Le nombre d’animaux condamnés à l’exode et à l’extinction, parce que les hommes aiment l’argent au point d’en perdre la raison, c’est terrifiant !
Pendant que nous assistions, impuissants, à la condamnation à mort des paresseux du Brésil, animal dont je me sentais complice et proche, maman découpait le poulet. À la moitié de l’émission, je jetai un coup d’oeil à la carcasse de la volaille et fis le voeu de devenir végétarien dès que ce serait possible.
Le
présentateur
nous
expliquait
le
principe
de
l’évapotranspiration, un truc assez simple. Sous les arbres, la terre transpire, un peu comme nous sous les poils. La sueur de la planète s’évapore et remonte pour former des nuages. Quand ils sont assez gros, il pleut, ce qui fournit l’eau nécessaire à ce que les arbres se reproduisent et soient en forme. Faut reconnaître que le système est assez bien pensé dans l’ensemble. Évidemment, si on continue de tondre la terre comme un oeuf, il n’y aura plus de sueur et donc plus de nuages. Imaginez les conséquences d’un monde sans nuages, surtout pour moi ! La vie vous joue parfois de drôles de tours.
J’avais inventé cet exposé sur le réchauffement climatique pour avoir un alibi, sans supposer combien ce sujet allait me toucher de près.
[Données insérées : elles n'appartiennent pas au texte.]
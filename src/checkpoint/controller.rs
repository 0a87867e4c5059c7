//! 检查点控制器：加载 / 提交会话，提交时携带会话当前版本做乐观并发检查

use std::path::Path;
use std::sync::Arc;

use crate::checkpoint::{Checkpoint, CheckpointStore};
use crate::core::AgentError;
use crate::session::Session;

#[derive(Clone)]
pub struct CheckpointController {
    store: Arc<dyn CheckpointStore>,
}

impl CheckpointController {
    pub fn new(store: Arc<dyn CheckpointStore>) -> Self {
        Self { store }
    }

    pub async fn inspect(&self, session_id: &str) -> Result<Checkpoint, AgentError> {
        self.store
            .get(session_id)
            .await?
            .ok_or_else(|| AgentError::SessionNotFound(session_id.to_string()))
    }

    /// 读取会话；会话中的版本号以检查点为准
    pub async fn load(&self, session_id: &str) -> Result<Session, AgentError> {
        let cp = self.inspect(session_id).await?;
        let mut session = cp.session;
        session.set_version(cp.version);
        Ok(session)
    }

    /// 不存在时创建新会话（尚未写入）
    pub async fn load_or_create(&self, session_id: &str, cwd: &Path) -> Result<Session, AgentError> {
        match self.store.get(session_id).await? {
            Some(cp) => {
                let mut session = cp.session;
                session.set_version(cp.version);
                Ok(session)
            }
            None => Ok(Session::new(session_id, cwd)),
        }
    }

    /// 以会话当前版本为期望版本写入；成功后会话版本前移
    pub async fn commit(&self, session: &mut Session) -> Result<u64, AgentError> {
        let expected = session.version();
        let version = self.store.put(&Checkpoint::of(session), expected).await?;
        session.set_version(version);
        Ok(version)
    }
}

#[cfg(test)]
mod tests {
    use super::*;
    use crate::checkpoint::MemoryCheckpointStore;
    use crate::session::{payload, Role, StepKind};
    use serde_json::json;

    #[tokio::test]
    async fn test_commit_and_load() {
        let ctl = CheckpointController::new(Arc::new(MemoryCheckpointStore::new()));
        let mut s = ctl.load_or_create("s1", Path::new("/work")).await.unwrap();
        assert_eq!(s.version(), 0);
        s.append(Role::User, StepKind::Input, payload([("content", json!("hi"))]));
        assert_eq!(ctl.commit(&mut s).await.unwrap(), 1);
        assert_eq!(s.version(), 1);

        let loaded = ctl.load("s1").await.unwrap();
        assert_eq!(loaded.version(), 1);
        assert_eq!(loaded.turns().len(), 1);
    }

    #[tokio::test]
    async fn test_two_writers_one_loses() {
        let ctl = CheckpointController::new(Arc::new(MemoryCheckpointStore::new()));
        let mut s = Session::new("s1", "/work");
        ctl.commit(&mut s).await.unwrap();

        let mut a = ctl.load("s1").await.unwrap();
        let mut b = ctl.load("s1").await.unwrap();
        ctl.commit(&mut a).await.unwrap();
        assert!(matches!(
            ctl.commit(&mut b).await,
            Err(AgentError::CheckpointConflict { expected: 1, actual: 2 })
        ));
    }

    #[tokio::test]
    async fn test_missing_session() {
        let ctl = CheckpointController::new(Arc::new(MemoryCheckpointStore::new()));
        assert!(matches!(ctl.load("nope").await, Err(AgentError::SessionNotFound(_))));
    }
}
//! LLM 层：语言模型与嵌入协作方（OpenAI 兼容 / DeepSeek / Mock / Scripted）

pub mod message;
pub mod mock;
pub mod openai;
pub mod traits;

pub use message::{Message, MessageRole};
pub use mock::{MockLlmClient, ScriptedLlmClient};
pub use openai::{resolve_api_key, OpenAiClient, OpenAiEmbedder, DEEPSEEK_CHAT, DEEPSEEK_REASONER};
pub use traits::{EmbeddingProvider, LlmClient, TokenUsage};
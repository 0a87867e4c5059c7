//! 可观测性：tracing 订阅器初始化
//!
//! 默认 info，可通过 RUST_LOG 覆盖（如 `RUST_LOG=hive=debug,tool_audit=info`）。
//! 日志写到 stderr，不与终端对话输出混在一起。

use tracing_subscriber::{fmt, prelude::*, EnvFilter};

pub fn init() {
    let filter = EnvFilter::try_from_default_env().unwrap_or_else(|_| EnvFilter::new("info"));
    // 重复初始化（测试中）时忽略
    let _ = tracing_subscriber::registry()
        .with(filter)
        .with(fmt::layer().with_writer(std::io::stderr))
        .try_init();
}
//! 命令安全策略：白名单前缀 + 危险关键字
//!
//! 先匹配危险关键字（一律拒绝），再匹配白名单前缀（直接执行），两者都不命中则需要人工确认。
//! 关键字匹配可被混淆绕过；含管道 / 分号 / 命令替换的命令不享受白名单。

use regex::Regex;
use serde::{Deserialize, Serialize};

use crate::core::AgentError;

/// 安全判定
#[derive(Clone, Copy, Debug, PartialEq, Eq, Serialize, Deserialize)]
#[serde(rename_all = "snake_case")]
pub enum SafetyVerdict {
    Allowed,
    NeedsConfirmation,
    Rejected,
}

/// 分类结果；Rejected 时带上命中的关键字
#[derive(Clone, Debug, PartialEq, Eq)]
pub struct Classification {
    pub verdict: SafetyVerdict,
    pub matched: Option<String>,
}

/// 使白名单失效的 shell 元字符
const CHAINING_TOKENS: &[&str] = &[";", "|", "`", "$(", "||"];

pub fn default_safe_prefixes() -> Vec<String> {
    ["ls", "cat", "echo", "touch", "mkdir", "pwd"]
        .into_iter()
        .map(String::from)
        .collect()
}

pub fn default_dangerous_patterns() -> Vec<String> {
    [
        "rm", "shutdown", "reboot", "poweroff", "kill", "pkill", "dd", "mkfs", "chmod 777",
        "chown", "curl", "wget", "scp", "mv /", "rmdir", "sudo", "systemctl", "service",
        "iptables", "ufw", "mount", "umount", "forkbomb", ":(){ :|:& };:", "eval", "exec",
        "python -c", "node -e",
    ]
    .into_iter()
    .map(String::from)
    .collect()
}

#[derive(Debug, Clone)]
pub struct SafetyPolicy {
    safe_prefixes: Vec<String>,
    dangerous: Vec<(String, Regex)>,
}

impl SafetyPolicy {
    pub fn new(safe_prefixes: Vec<String>, dangerous_patterns: Vec<String>) -> Result<Self, AgentError> {
        let dangerous = dangerous_patterns
            .into_iter()
            .filter(|p| !p.trim().is_empty())
            .map(|p| {
                let re = keyword_regex(p.trim())
                    .map_err(|e| AgentError::ConfigError(format!("bad pattern '{p}': {e}")))?;
                Ok((p, re))
            })
            .collect::<Result<Vec<_>, AgentError>>()?;
        let safe_prefixes = safe_prefixes
            .into_iter()
            .map(|s| s.trim().to_lowercase())
            .filter(|s| !s.is_empty())
            .collect();
        Ok(Self {
            safe_prefixes,
            dangerous,
        })
    }

    pub fn classify(&self, command: &str) -> Classification {
        let command = command.trim();
        for (keyword, re) in &self.dangerous {
            if re.is_match(command) {
                return Classification {
                    verdict: SafetyVerdict::Rejected,
                    matched: Some(keyword.clone()),
                };
            }
        }
        let chained = CHAINING_TOKENS.iter().any(|t| command.contains(t));
        if !chained && self.has_safe_prefix(command) {
            return Classification {
                verdict: SafetyVerdict::Allowed,
                matched: None,
            };
        }
        Classification {
            verdict: SafetyVerdict::NeedsConfirmation,
            matched: None,
        }
    }

    fn has_safe_prefix(&self, command: &str) -> bool {
        let lower = command.to_lowercase();
        self.safe_prefixes.iter().any(|prefix| {
            lower
                .strip_prefix(prefix.as_str())
                .map(|rest| rest.is_empty() || rest.starts_with(char::is_whitespace))
                .unwrap_or(false)
        })
    }
}

impl Default for SafetyPolicy {
    fn default() -> Self {
        Self::new(default_safe_prefixes(), default_dangerous_patterns())
            .unwrap_or_else(|_| Self {
                safe_prefixes: default_safe_prefixes(),
                dangerous: Vec::new(),
            })
    }
}

/// 关键字两端若是字母数字则加词边界，避免 "rm" 命中 "format"
fn keyword_regex(keyword: &str) -> Result<Regex, regex::Error> {
    let starts_word = keyword.chars().next().is_some_and(|c| c.is_alphanumeric());
    let ends_word = keyword.chars().last().is_some_and(|c| c.is_alphanumeric());
    let mut pattern = String::from("(?i)");
    if starts_word {
        pattern.push_str(r"\b");
    }
    pattern.push_str(&regex::escape(keyword));
    if ends_word {
        pattern.push_str(r"\b");
    }
    Regex::new(&pattern)
}
//! 结果融合：Union+Dedup 与 Reciprocal Rank Fusion
//!
//! 输入为按查询顺序排列的各查询结果（已过阈值过滤）。

use std::collections::HashMap;

use crate::retrieval::{Chunk, SearchHit};

/// 按内容去重，首次出现者保留，顺序为插入顺序；得分取各次出现中的最高原始分
pub fn union_dedup(lists: &[Vec<SearchHit>]) -> Vec<Chunk> {
    let mut order: Vec<Chunk> = Vec::new();
    let mut seen: HashMap<String, usize> = HashMap::new();
    for hit in lists.iter().flatten() {
        let key = Chunk::dedup_key_of(&hit.content);
        match seen.get(&key) {
            Some(&idx) => {
                let chunk = &mut order[idx];
                chunk.score = chunk.score.max(hit.score as f64);
            }
            None => {
                seen.insert(key.clone(), order.len());
                order.push(Chunk {
                    content: hit.content.clone(),
                    locator: hit.locator.clone(),
                    score: hit.score as f64,
                    dedup_key: key,
                });
            }
        }
    }
    order
}

/// RRF：按内容累加 1/(k + r + 1)，降序排列；同分按首次出现顺序
pub fn reciprocal_rank_fusion(lists: &[Vec<SearchHit>], k: u32) -> Vec<Chunk> {
    let mut order: Vec<Chunk> = Vec::new();
    let mut seen: HashMap<String, usize> = HashMap::new();
    for list in lists {
        for (rank, hit) in list.iter().enumerate() {
            let contribution = 1.0 / (k as f64 + rank as f64 + 1.0);
            let key = Chunk::dedup_key_of(&hit.content);
            match seen.get(&key) {
                Some(&idx) => order[idx].score += contribution,
                None => {
                    seen.insert(key.clone(), order.len());
                    order.push(Chunk {
                        content: hit.content.clone(),
                        locator: hit.locator.clone(),
                        score: contribution,
                        dedup_key: key,
                    });
                }
            }
        }
    }
    // sort_by 稳定，同分保持首次出现顺序
    order.sort_by(|a, b| b.score.total_cmp(&a.score));
    order
}

#[cfg(test)]
mod tests {
    use super::*;

    fn hits(items: &[&str]) -> Vec<SearchHit> {
        items
            .iter()
            .enumerate()
            .map(|(i, c)| SearchHit::new(*c, format!("doc#{i}"), 1.0 - i as f32 * 0.1))
            .collect()
    }

    #[test]
    fn test_rrf_ranks_shared_chunk_first() {
        let lists = vec![hits(&["A", "B"]), hits(&["B", "C"])];
        let fused = reciprocal_rank_fusion(&lists, 60);
        let order: Vec<&str> = fused.iter().map(|c| c.content.as_str()).collect();
        assert_eq!(order, vec!["B", "A", "C"]);
        assert!((fused[0].score - (1.0 / 61.0 + 1.0 / 62.0)).abs() < 1e-12);
        assert!((fused[1].score - 1.0 / 61.0).abs() < 1e-12);
        assert!((fused[2].score - 1.0 / 62.0).abs() < 1e-12);
    }

    #[test]
    fn test_rrf_ties_keep_first_seen() {
        let lists = vec![hits(&["X"]), hits(&["Y"]), hits(&["Z"])];
        let fused = reciprocal_rank_fusion(&lists, 60);
        let order: Vec<&str> = fused.iter().map(|c| c.content.as_str()).collect();
        assert_eq!(order, vec!["X", "Y", "Z"]);
    }

    #[test]
    fn test_union_dedup_insertion_order() {
        let lists = vec![hits(&["A", "B"]), hits(&["B", "C"])];
        let fused = union_dedup(&lists);
        let order: Vec<&str> = fused.iter().map(|c| c.content.as_str()).collect();
        assert_eq!(order, vec!["A", "B", "C"]);
        assert_eq!(fused[1].locator, "doc#1");
        // B 在第二个查询中排第一（1.0），高于第一次出现时的 0.9
        assert!((fused[1].score - 1.0).abs() < 1e-6);
    }

    #[test]
    fn test_dedup_keys_unique() {
        let lists = vec![hits(&["A", "A", "B"]), hits(&["A"])];
        for fused in [union_dedup(&lists), reciprocal_rank_fusion(&lists, 60)] {
            let mut keys: Vec<_> = fused.iter().map(|c| c.dedup_key.clone()).collect();
            keys.sort();
            keys.dedup();
            assert_eq!(keys.len(), fused.len());
        }
    }
}
//! 协作方接口：语言模型与嵌入
//!
//! 引擎只依赖这两个 trait；真实后端、Mock 与脚本化实现都在 llm 模块内。

use async_trait::async_trait;

use crate::llm::Message;

/// 累计 token 用量快照
#[derive(Clone, Copy, Debug, Default, PartialEq, Eq)]
pub struct TokenUsage {
    pub prompt: u64,
    pub completion: u64,
}

impl TokenUsage {
    pub fn total(&self) -> u64 {
        self.prompt + self.completion
    }
}

#[async_trait]
pub trait LlmClient: Send + Sync {
    /// 给定系统指令与有序对话，返回一次原始回复文本（期望恰好一个步骤对象）
    async fn complete(&self, messages: &[Message]) -> Result<String, String>;

    fn token_usage(&self) -> TokenUsage {
        TokenUsage::default()
    }
}

#[async_trait]
pub trait EmbeddingProvider: Send + Sync {
    /// 空文本返回空向量
    async fn embed(&self, text: &str) -> Result<Vec<f32>, String>;
}
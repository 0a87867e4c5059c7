//! 无需 API 的客户端：Mock（回显）与 Scripted（按脚本依次回复，用于测试与回放）

use std::collections::VecDeque;
use std::sync::atomic::{AtomicUsize, Ordering};
use std::sync::Mutex;

use async_trait::async_trait;

use crate::llm::{LlmClient, Message, MessageRole};

/// Mock 客户端：把最后一条 User 消息包装为 final 步骤回显
#[derive(Debug, Default)]
pub struct MockLlmClient;

#[async_trait]
impl LlmClient for MockLlmClient {
    async fn complete(&self, messages: &[Message]) -> Result<String, String> {
        let last_user = messages
            .iter()
            .rev()
            .find(|m| m.role == MessageRole::User)
            .map(|m| m.content.as_str())
            .unwrap_or("(no input)");

        let reply = serde_json::json!({
            "step": "final",
            "content": format!("Echo from Mock: {last_user}"),
        });
        Ok(reply.to_string())
    }
}

/// 按顺序返回预置回复；脚本耗尽后返回错误。记录调用次数与每次收到的消息
#[derive(Debug, Default)]
pub struct ScriptedLlmClient {
    responses: Mutex<VecDeque<String>>,
    calls: AtomicUsize,
    seen: Mutex<Vec<Vec<Message>>>,
}

impl ScriptedLlmClient {
    pub fn new<I, S>(responses: I) -> Self
    where
        I: IntoIterator<Item = S>,
        S: Into<String>,
    {
        Self {
            responses: Mutex::new(responses.into_iter().map(Into::into).collect()),
            calls: AtomicUsize::new(0),
            seen: Mutex::new(Vec::new()),
        }
    }

    /// 追加回复（同一客户端跨多轮使用时）
    pub fn push(&self, response: impl Into<String>) {
        if let Ok(mut q) = self.responses.lock() {
            q.push_back(response.into());
        }
    }

    pub fn calls(&self) -> usize {
        self.calls.load(Ordering::SeqCst)
    }

    pub fn remaining(&self) -> usize {
        self.responses.lock().map(|q| q.len()).unwrap_or(0)
    }

    /// 每次调用收到的完整消息列表
    pub fn requests(&self) -> Vec<Vec<Message>> {
        self.seen.lock().map(|s| s.clone()).unwrap_or_default()
    }
}

#[async_trait]
impl LlmClient for ScriptedLlmClient {
    async fn complete(&self, messages: &[Message]) -> Result<String, String> {
        self.calls.fetch_add(1, Ordering::SeqCst);
        if let Ok(mut seen) = self.seen.lock() {
            seen.push(messages.to_vec());
        }
        self.responses
            .lock()
            .map_err(|_| "script lock poisoned".to_string())?
            .pop_front()
            .ok_or_else(|| "script exhausted".to_string())
    }
}
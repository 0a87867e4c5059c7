//! 发送给模型的消息（与 LLM API 的角色一致）

use serde::{Deserialize, Serialize};

#[derive(Clone, Copy, Debug, PartialEq, Eq, Serialize, Deserialize)]
#[serde(rename_all = "snake_case")]
pub enum MessageRole {
    System,
    User,
    Assistant,
}

#[derive(Clone, Debug, PartialEq, Eq, Serialize, Deserialize)]
pub struct Message {
    pub role: MessageRole,
    pub content: String,
}

impl Message {
    pub fn system(content: impl Into<String>) -> Self {
        Self {
            role: MessageRole::System,
            content: content.into(),
        }
    }

    pub fn user(content: impl Into<String>) -> Self {
        Self {
            role: MessageRole::User,
            content: content.into(),
        }
    }

    pub fn assistant(content: impl Into<String>) -> Self {
        Self {
            role: MessageRole::Assistant,
            content: content.into(),
        }
    }
}
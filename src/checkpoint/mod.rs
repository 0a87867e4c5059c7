//! 检查点层：版本化会话存储（内存 / JSONL 文件 / SQLite）与控制器

pub mod controller;
pub mod file;
#[cfg(feature = "sqlite")]
pub mod sqlite;
pub mod store;

pub use controller::CheckpointController;
pub use file::FileCheckpointStore;
#[cfg(feature = "sqlite")]
pub use sqlite::SqliteCheckpointStore;
pub use store::{validate_session_id, Checkpoint, CheckpointStore, MemoryCheckpointStore, StoreError};
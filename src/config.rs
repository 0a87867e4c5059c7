//! 应用配置：从 config/default.toml 与环境变量加载
//!
//! 加载顺序：先读 TOML 文件，再用环境变量 `HIVE__*` 覆盖（双下划线表示嵌套，如 `HIVE__LLM__PROVIDER=openai`）。

use std::path::PathBuf;

use serde::Deserialize;

use crate::retrieval::FusionPolicy;
use crate::tools::{default_dangerous_patterns, default_safe_prefixes};

/// 应用配置根（对应 config/default.toml 的顶层）
#[derive(Debug, Clone, Deserialize, Default)]
#[serde(default)]
pub struct AppConfig {
    pub app: AppSection,
    pub llm: LlmSection,
    pub protocol: ProtocolSection,
    pub tools: ToolsSection,
    pub retrieval: RetrievalSection,
}

/// [app] 段：沙箱根目录、检查点目录、退出口令
#[derive(Debug, Clone, Deserialize)]
#[serde(default)]
pub struct AppSection {
    pub sandbox_root: PathBuf,
    pub checkpoint_dir: PathBuf,
    /// 设置后使用 SQLite 存储（需 feature = "sqlite"）
    pub checkpoint_db: Option<PathBuf>,
    pub exit_sentinel: String,
}

impl Default for AppSection {
    fn default() -> Self {
        Self {
            sandbox_root: PathBuf::from("./workspace"),
            checkpoint_dir: PathBuf::from("./.hive/checkpoints"),
            checkpoint_db: None,
            exit_sentinel: "exit".to_string(),
        }
    }
}

/// [llm] 段：后端选择与超时
#[derive(Debug, Clone, Deserialize)]
#[serde(default)]
pub struct LlmSection {
    /// 后端：deepseek / openai / mock；最终选择还取决于是否有 API Key
    pub provider: String,
    pub model: String,
    pub base_url: Option<String>,
    pub deepseek: ModelOverride,
    pub openai: ModelOverride,
    pub timeouts: LlmTimeoutsSection,
}

/// [llm.deepseek] / [llm.openai]：按后端覆盖模型名
#[derive(Debug, Clone, Deserialize, Default)]
#[serde(default)]
pub struct ModelOverride {
    pub model: Option<String>,
}

impl Default for LlmSection {
    fn default() -> Self {
        Self {
            provider: "deepseek".to_string(),
            model: "deepseek-chat".to_string(),
            base_url: None,
            deepseek: ModelOverride::default(),
            openai: ModelOverride::default(),
            timeouts: LlmTimeoutsSection::default(),
        }
    }
}

#[derive(Debug, Clone, Deserialize)]
#[serde(default)]
pub struct LlmTimeoutsSection {
    pub request: u64,
}

impl Default for LlmTimeoutsSection {
    fn default() -> Self {
        Self { request: 60 }
    }
}

/// [protocol] 段：解析重试次数与单轮最大步数
#[derive(Debug, Clone, Deserialize)]
#[serde(default)]
pub struct ProtocolSection {
    pub max_parse_retries: usize,
    pub max_steps: usize,
}

impl Default for ProtocolSection {
    fn default() -> Self {
        Self {
            max_parse_retries: 3,
            max_steps: 20,
        }
    }
}

/// [tools] 段：工具超时、白名单前缀、危险关键字、未知命令是否交互确认
#[derive(Debug, Clone, Deserialize)]
#[serde(default)]
pub struct ToolsSection {
    /// 单次工具调用超时（秒）
    pub tool_timeout_secs: u64,
    pub safe_prefixes: Vec<String>,
    pub dangerous_patterns: Vec<String>,
    /// false 时未知命令一律拒绝（非交互环境）
    pub confirm_unknown: bool,
}

impl Default for ToolsSection {
    fn default() -> Self {
        Self {
            tool_timeout_secs: 30,
            safe_prefixes: default_safe_prefixes(),
            dangerous_patterns: default_dangerous_patterns(),
            confirm_unknown: true,
        }
    }
}

#[derive(Debug, Clone, Copy, Deserialize, PartialEq, Eq)]
#[serde(rename_all = "snake_case")]
pub enum FusionKind {
    Union,
    Rrf,
}

/// [retrieval] 段
#[derive(Debug, Clone, Deserialize)]
#[serde(default)]
pub struct RetrievalSection {
    pub per_query_limit: usize,
    pub min_score: f32,
    pub fusion: FusionKind,
    pub rrf_k: u32,
    pub max_chunks: Option<usize>,
    /// JSONL 语料；未设置时不启用检索
    pub corpus_path: Option<PathBuf>,
    /// 设置且有 API Key 时使用向量索引，否则用关键词索引
    pub embedding_model: Option<String>,
}

impl Default for RetrievalSection {
    fn default() -> Self {
        Self {
            per_query_limit: 10,
            min_score: 0.0,
            fusion: FusionKind::Rrf,
            rrf_k: 60,
            max_chunks: None,
            corpus_path: None,
            embedding_model: None,
        }
    }
}

impl RetrievalSection {
    pub fn fusion_policy(&self) -> FusionPolicy {
        match self.fusion {
            FusionKind::Union => FusionPolicy::UnionDedup,
            FusionKind::Rrf => FusionPolicy::ReciprocalRank { k: self.rrf_k },
        }
    }
}

/// 从 config 目录加载配置，环境变量 HIVE__* 可覆盖
///
/// 1. 按顺序查找 config/default.toml、../config/default.toml、default.toml，找到则作为第一源
/// 2. 若传入 config_path 且文件存在，则追加该文件（可覆盖前面的键）
/// 3. 最后叠加环境变量 HIVE__*（双下划线表示嵌套键）
pub fn load_config(config_path: Option<PathBuf>) -> Result<AppConfig, config::ConfigError> {
    let mut builder = config::Config::builder();

    let default_names = ["config/default", "../config/default", "default"];
    for name in default_names {
        let path = format!("{}.toml", name);
        if std::path::Path::new(&path).exists() {
            builder = builder.add_source(config::File::with_name(name).required(false));
            break;
        }
    }

    if let Some(ref path) = config_path {
        if path.exists() {
            builder = builder.add_source(config::File::from(path.clone()).required(false));
        }
    }

    builder = builder.add_source(
        config::Environment::with_prefix("HIVE")
            .separator("__")
            .try_parsing(true),
    );

    let c = builder.build()?;
    c.try_deserialize()
}

#[cfg(test)]
mod tests {
    use super::*;

    #[test]
    fn test_defaults() {
        let cfg = AppConfig::default();
        assert_eq!(cfg.protocol.max_parse_retries, 3);
        assert_eq!(cfg.protocol.max_steps, 20);
        assert_eq!(cfg.tools.tool_timeout_secs, 30);
        assert_eq!(cfg.app.exit_sentinel, "exit");
        assert_eq!(cfg.retrieval.fusion_policy(), FusionPolicy::ReciprocalRank { k: 60 });
        assert!(cfg.tools.dangerous_patterns.iter().any(|p| p == "rm"));
    }

    #[test]
    fn test_explicit_file_overrides() {
        let dir = tempfile::TempDir::new().unwrap();
        let path = dir.path().join("hive.toml");
        std::fs::write(
            &path,
            "[protocol]\nmax_steps = 5\n\n[retrieval]\nfusion = \"union\"\nmin_score = 0.25\n",
        )
        .unwrap();
        let cfg = load_config(Some(path)).unwrap();
        assert_eq!(cfg.protocol.max_steps, 5);
        assert_eq!(cfg.protocol.max_parse_retries, 3);
        assert_eq!(cfg.retrieval.fusion_policy(), FusionPolicy::UnionDedup);
        assert!((cfg.retrieval.min_score - 0.25).abs() < 1e-6);
    }
}
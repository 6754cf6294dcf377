//! Shared test helpers.

#![allow(dead_code)]

pub mod mocks;

use copyedit::utils::toml_config::CopyeditConfig;
use copyedit::AppState;
use mocks::MockLLMClient;
use std::path::Path;
use std::sync::Arc;

/// Configuration pointing the output store at `output_dir`, with a small
/// chunk size so short test texts span several chunks.
pub fn test_config(output_dir: &Path, max_chunk_size: usize) -> CopyeditConfig {
    let mut config = CopyeditConfig::default();
    config.storage.output_dir = output_dir.to_path_buf();
    config.editor.max_chunk_size = max_chunk_size;
    config
}

pub fn test_state(
    output_dir: &Path,
    max_chunk_size: usize,
    client: Arc<MockLLMClient>,
) -> AppState {
    AppState::new(test_config(output_dir, max_chunk_size), client)
}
Maman s’était endormie, j’ai augmenté un peu le son de la télé pour tester son sommeil, il était profond. Encore une de ses journées épuisantes. Ça me démoralisait de la voir dans cet état.
Raison de plus pour ne pas la réveiller. J’ai baissé le volume et je suis monté en douce dans le grenier. La lune viendrait bientôt se mettre dans l’axe de la lucarne.
Selon la procédure en vigueur depuis ma dernière expérience, je me tenais bien droit, dos à la vitre, poings serrés. Mon coeur battait à cent dix pulsations minute, conséquence directe de la trouille que j’avais.
À 22 heures pile, l’ombre m’est apparue, d’abord toute fine, à peine plus épaisse qu’un trait de crayon sur le plancher du grenier, puis elle a pris de l’ampleur. J’étais pétrifié, j’aurais voulu faire quelque chose, mais je n’arrivais même pas à bouger les doigts. Mon ombre aurait dû être tout aussi immobile, mais elle a levé les bras, alors que les miens étaient plaqués le long de mon corps. La tête de l’ombre s’est inclinée, à droite, à gauche, elle s’est mise de profil et, aussi surprenant que cela puisse paraître, elle m’a tiré la langue.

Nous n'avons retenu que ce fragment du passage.